● Assignment:
Your output must match the records exactly, line for line.

• • • •

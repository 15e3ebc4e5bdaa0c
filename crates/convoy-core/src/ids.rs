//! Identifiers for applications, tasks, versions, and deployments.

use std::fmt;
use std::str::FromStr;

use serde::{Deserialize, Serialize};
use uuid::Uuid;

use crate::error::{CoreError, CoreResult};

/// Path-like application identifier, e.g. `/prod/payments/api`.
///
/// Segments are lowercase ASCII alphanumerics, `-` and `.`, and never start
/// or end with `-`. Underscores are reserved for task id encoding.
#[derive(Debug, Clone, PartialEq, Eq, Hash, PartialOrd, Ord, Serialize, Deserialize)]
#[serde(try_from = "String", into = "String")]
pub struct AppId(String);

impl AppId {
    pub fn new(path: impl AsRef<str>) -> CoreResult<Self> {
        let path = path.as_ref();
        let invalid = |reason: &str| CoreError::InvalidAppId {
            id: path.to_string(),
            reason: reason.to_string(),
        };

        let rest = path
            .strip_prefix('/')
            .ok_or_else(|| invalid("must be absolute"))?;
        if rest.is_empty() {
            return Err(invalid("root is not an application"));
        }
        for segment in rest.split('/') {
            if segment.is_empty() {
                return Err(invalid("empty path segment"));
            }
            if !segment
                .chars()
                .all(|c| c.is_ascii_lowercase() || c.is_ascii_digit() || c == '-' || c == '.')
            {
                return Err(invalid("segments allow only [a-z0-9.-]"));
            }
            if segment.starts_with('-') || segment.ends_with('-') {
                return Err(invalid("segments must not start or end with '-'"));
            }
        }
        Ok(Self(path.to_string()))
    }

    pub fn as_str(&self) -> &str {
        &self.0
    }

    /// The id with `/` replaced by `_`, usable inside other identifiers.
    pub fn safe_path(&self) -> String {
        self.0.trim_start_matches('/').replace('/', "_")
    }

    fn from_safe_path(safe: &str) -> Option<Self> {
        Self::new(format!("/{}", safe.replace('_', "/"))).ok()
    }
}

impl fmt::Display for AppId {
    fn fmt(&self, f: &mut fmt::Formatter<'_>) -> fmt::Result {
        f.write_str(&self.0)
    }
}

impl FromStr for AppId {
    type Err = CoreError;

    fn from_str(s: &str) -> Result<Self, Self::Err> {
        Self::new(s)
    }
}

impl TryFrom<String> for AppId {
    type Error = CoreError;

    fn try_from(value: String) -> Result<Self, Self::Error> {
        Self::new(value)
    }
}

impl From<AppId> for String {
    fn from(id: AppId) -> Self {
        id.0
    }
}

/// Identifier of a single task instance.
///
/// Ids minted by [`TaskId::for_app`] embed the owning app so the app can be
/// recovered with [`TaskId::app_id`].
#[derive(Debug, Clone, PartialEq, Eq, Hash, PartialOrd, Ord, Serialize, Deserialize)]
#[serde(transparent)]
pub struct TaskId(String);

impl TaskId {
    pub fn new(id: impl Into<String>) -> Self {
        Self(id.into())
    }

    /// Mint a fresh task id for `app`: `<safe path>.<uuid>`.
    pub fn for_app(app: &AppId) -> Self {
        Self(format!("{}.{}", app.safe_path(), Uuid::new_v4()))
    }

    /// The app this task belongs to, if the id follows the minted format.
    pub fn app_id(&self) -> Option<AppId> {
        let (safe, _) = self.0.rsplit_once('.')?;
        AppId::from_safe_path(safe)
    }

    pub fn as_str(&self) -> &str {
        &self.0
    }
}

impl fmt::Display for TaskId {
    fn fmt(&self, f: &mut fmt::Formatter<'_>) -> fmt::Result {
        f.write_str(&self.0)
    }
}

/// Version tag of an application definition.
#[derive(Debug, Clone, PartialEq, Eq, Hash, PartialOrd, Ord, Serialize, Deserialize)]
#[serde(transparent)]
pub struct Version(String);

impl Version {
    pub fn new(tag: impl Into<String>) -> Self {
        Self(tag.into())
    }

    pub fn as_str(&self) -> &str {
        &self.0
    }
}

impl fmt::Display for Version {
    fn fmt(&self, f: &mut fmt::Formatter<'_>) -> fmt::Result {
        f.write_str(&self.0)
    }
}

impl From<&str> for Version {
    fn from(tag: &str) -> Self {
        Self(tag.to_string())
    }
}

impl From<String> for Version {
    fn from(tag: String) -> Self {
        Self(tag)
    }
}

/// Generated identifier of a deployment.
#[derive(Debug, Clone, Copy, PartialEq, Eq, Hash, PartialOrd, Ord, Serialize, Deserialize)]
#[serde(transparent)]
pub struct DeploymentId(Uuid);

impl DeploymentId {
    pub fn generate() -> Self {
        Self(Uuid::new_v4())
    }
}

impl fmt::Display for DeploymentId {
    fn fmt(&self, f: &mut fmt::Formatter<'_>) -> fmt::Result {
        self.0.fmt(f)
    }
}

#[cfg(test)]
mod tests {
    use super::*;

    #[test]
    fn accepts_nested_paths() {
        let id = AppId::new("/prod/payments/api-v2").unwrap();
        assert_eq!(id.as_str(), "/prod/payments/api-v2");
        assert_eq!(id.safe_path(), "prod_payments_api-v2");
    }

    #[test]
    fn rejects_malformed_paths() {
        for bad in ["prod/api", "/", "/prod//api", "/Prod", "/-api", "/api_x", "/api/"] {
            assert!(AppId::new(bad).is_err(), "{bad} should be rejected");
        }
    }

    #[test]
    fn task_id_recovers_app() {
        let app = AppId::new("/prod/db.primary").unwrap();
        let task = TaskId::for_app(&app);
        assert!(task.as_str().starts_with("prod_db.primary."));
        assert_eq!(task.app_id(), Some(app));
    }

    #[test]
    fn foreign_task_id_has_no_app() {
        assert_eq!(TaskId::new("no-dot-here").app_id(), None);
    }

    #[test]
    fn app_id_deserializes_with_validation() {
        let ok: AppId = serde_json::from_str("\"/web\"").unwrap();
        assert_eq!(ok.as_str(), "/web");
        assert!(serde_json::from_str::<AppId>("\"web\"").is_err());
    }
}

• • • •

● Answer for the task:
repository 15e3ebc4e5bdaa0c
filename crates/convoy-core/src/ids.rs
//! Identifiers for applications, tasks, versions, and deployments.

use std::fmt;
use std::str::FromStr;

use serde::{Deserialize, Serialize};
use uuid::Uuid;

use crate::error::{CoreError, CoreResult};

/// Path-like application identifier, e.g. `/prod/payments/api`.
///
/// Segments are lowercase ASCII alphanumerics, `-` and `.`, and never start
/// or end with `-`. Underscores are reserved for task id encoding.
#[derive(Debug, Clone, PartialEq, Eq, Hash, PartialOrd, Ord, Serialize, Deserialize)]
#[serde(try_from = "String", into = "String")]
pub struct AppId(String);

impl AppId {
    pub fn new(path: impl AsRef<str>) -> CoreResult<Self> {
        let path = path.as_ref();
        let invalid = |reason: &str| CoreError::InvalidAppId {
            id: path.to_string(),
            reason: reason.to_string(),
        };

        let rest = path
            .strip_prefix('/')
            .ok_or_else(|| invalid("must be absolute"))?;
        if rest.is_empty() {
            return Err(invalid("root is not an application"));
        }
        for segment in rest.split('/') {
            if segment.is_empty() {
                return Err(invalid("empty path segment"));
            }
            if !segment
                .chars()
                .all(|c| c.is_ascii_lowercase() || c.is_ascii_digit() || c == '-' || c == '.')
            {
                return Err(invalid("segments allow only [a-z0-9.-]"));
            }
            if segment.starts_with('-') || segment.ends_with('-') {
                return Err(invalid("segments must not start or end with '-'"));
            }
        }
        Ok(Self(path.to_string()))
    }

    pub fn as_str(&self) -> &str {
        &self.0
    }

    /// The id with `/` replaced by `_`, usable inside other identifiers.
    pub fn safe_path(&self) -> String {
        self.0.trim_start_matches('/').replace('/', "_")
    }

    fn from_safe_path(safe: &str) -> Option<Self> {
        Self::new(format!("/{}", safe.replace('_', "/"))).ok()
    }
}

impl fmt::Display for AppId {
    fn fmt(&self, f: &mut fmt::Formatter<'_>) -> fmt::Result {
        f.write_str(&self.0)
    }
}

impl FromStr for AppId {
    type Err = CoreError;

    fn from_str(s: &str) -> Result<Self, Self::Err> {
        Self::new(s)
    }
}

impl TryFrom<String> for AppId {
    type Error = CoreError;

    fn try_from(value: String) -> Result<Self, Self::Error> {
        Self::new(value)
    }
}

impl From<AppId> for String {
    fn from(id: AppId) -> Self {
        id.0
    }
}

/// Identifier of a single task instance.
///
/// Ids minted by [`TaskId::for_app`] embed the owning app so the app can be
/// recovered with [`TaskId::app_id`].
#[derive(Debug, Clone, PartialEq, Eq, Hash, PartialOrd, Ord, Serialize, Deserialize)]
#[serde(transparent)]
pub struct TaskId(String);

impl TaskId {
    pub fn new(id: impl Into<String>) -> Self {
        Self(id.into())
    }

    /// Mint a fresh task id for `app`: `<safe path>.<uuid>`.
    pub fn for_app(app: &AppId) -> Self {
        Self(format!("{}.{}", app.safe_path(), Uuid::new_v4()))
    }

    /// The app this task belongs to, if the id follows the minted format.
    pub fn app_id(&self) -> Option<AppId> {
        let (safe, _) = self.0.rsplit_once('.')?;
        AppId::from_safe_path(safe)
    }

    pub fn as_str(&self) -> &str {
        &self.0
    }
}

impl fmt::Display for TaskId {
    fn fmt(&self, f: &mut fmt::Formatter<'_>) -> fmt::Result {
        f.write_str(&self.0)
    }
}

/// Version tag of an application definition.
#[derive(Debug, Clone, PartialEq, Eq, Hash, PartialOrd, Ord, Serialize, Deserialize)]
#[serde(transparent)]
pub struct Version(String);

impl Version {
    pub fn new(tag: impl Into<String>) -> Self {
        Self(tag.into())
    }

    pub fn as_str(&self) -> &str {
        &self.0
    }
}

impl fmt::Display for Version {
    fn fmt(&self, f: &mut fmt::Formatter<'_>) -> fmt::Result {
        f.write_str(&self.0)
    }
}

impl From<&str> for Version {
    fn from(tag: &str) -> Self {
        Self(tag.to_string())
    }
}

impl From<String> for Version {
    fn from(tag: String) -> Self {
        Self(tag)
    }
}

/// Generated identifier of a deployment.
#[derive(Debug, Clone, Copy, PartialEq, Eq, Hash, PartialOrd, Ord, Serialize, Deserialize)]
#[serde(transparent)]
pub struct DeploymentId(Uuid);

impl DeploymentId {
    pub fn generate() -> Self {
        Self(Uuid::new_v4())
    }
}

impl fmt::Display for DeploymentId {
    fn fmt(&self, f: &mut fmt::Formatter<'_>) -> fmt::Result {
        self.0.fmt(f)
    }
}

#[cfg(test)]
mod tests {
    use super::*;

    #[test]
    fn accepts_nested_paths() {
        let id = AppId::new("/prod/payments/api-v2").unwrap();
        assert_eq!(id.as_str(), "/prod/payments/api-v2");
        assert_eq!(id.safe_path(), "prod_payments_api-v2");
    }

    #[test]
    fn rejects_malformed_paths() {
        for bad in ["prod/api", "/", "/prod//api", "/Prod", "/-api", "/api_x", "/api/"] {
            assert!(AppId::new(bad).is_err(), "{bad} should be rejected");
        }
    }

    #[test]
    fn task_id_recovers_app() {
        let app = AppId::new("/prod/db.primary").unwrap();
        let task = TaskId::for_app(&app);
        assert!(task.as_str().starts_with("prod_db.primary."));
        assert_eq!(task.app_id(), Some(app));
    }

    #[test]
    fn foreign_task_id_has_no_app() {
        assert_eq!(TaskId::new("no-dot-here").app_id(), None);
    }

    #[test]
    fn app_id_deserializes_with_validation() {
        let ok: AppId = serde_json::from_str("\"/web\"").unwrap();
        assert_eq!(ok.as_str(), "/web");
        assert!(serde_json::from_str::<AppId>("\"web\"").is_err());
    }
}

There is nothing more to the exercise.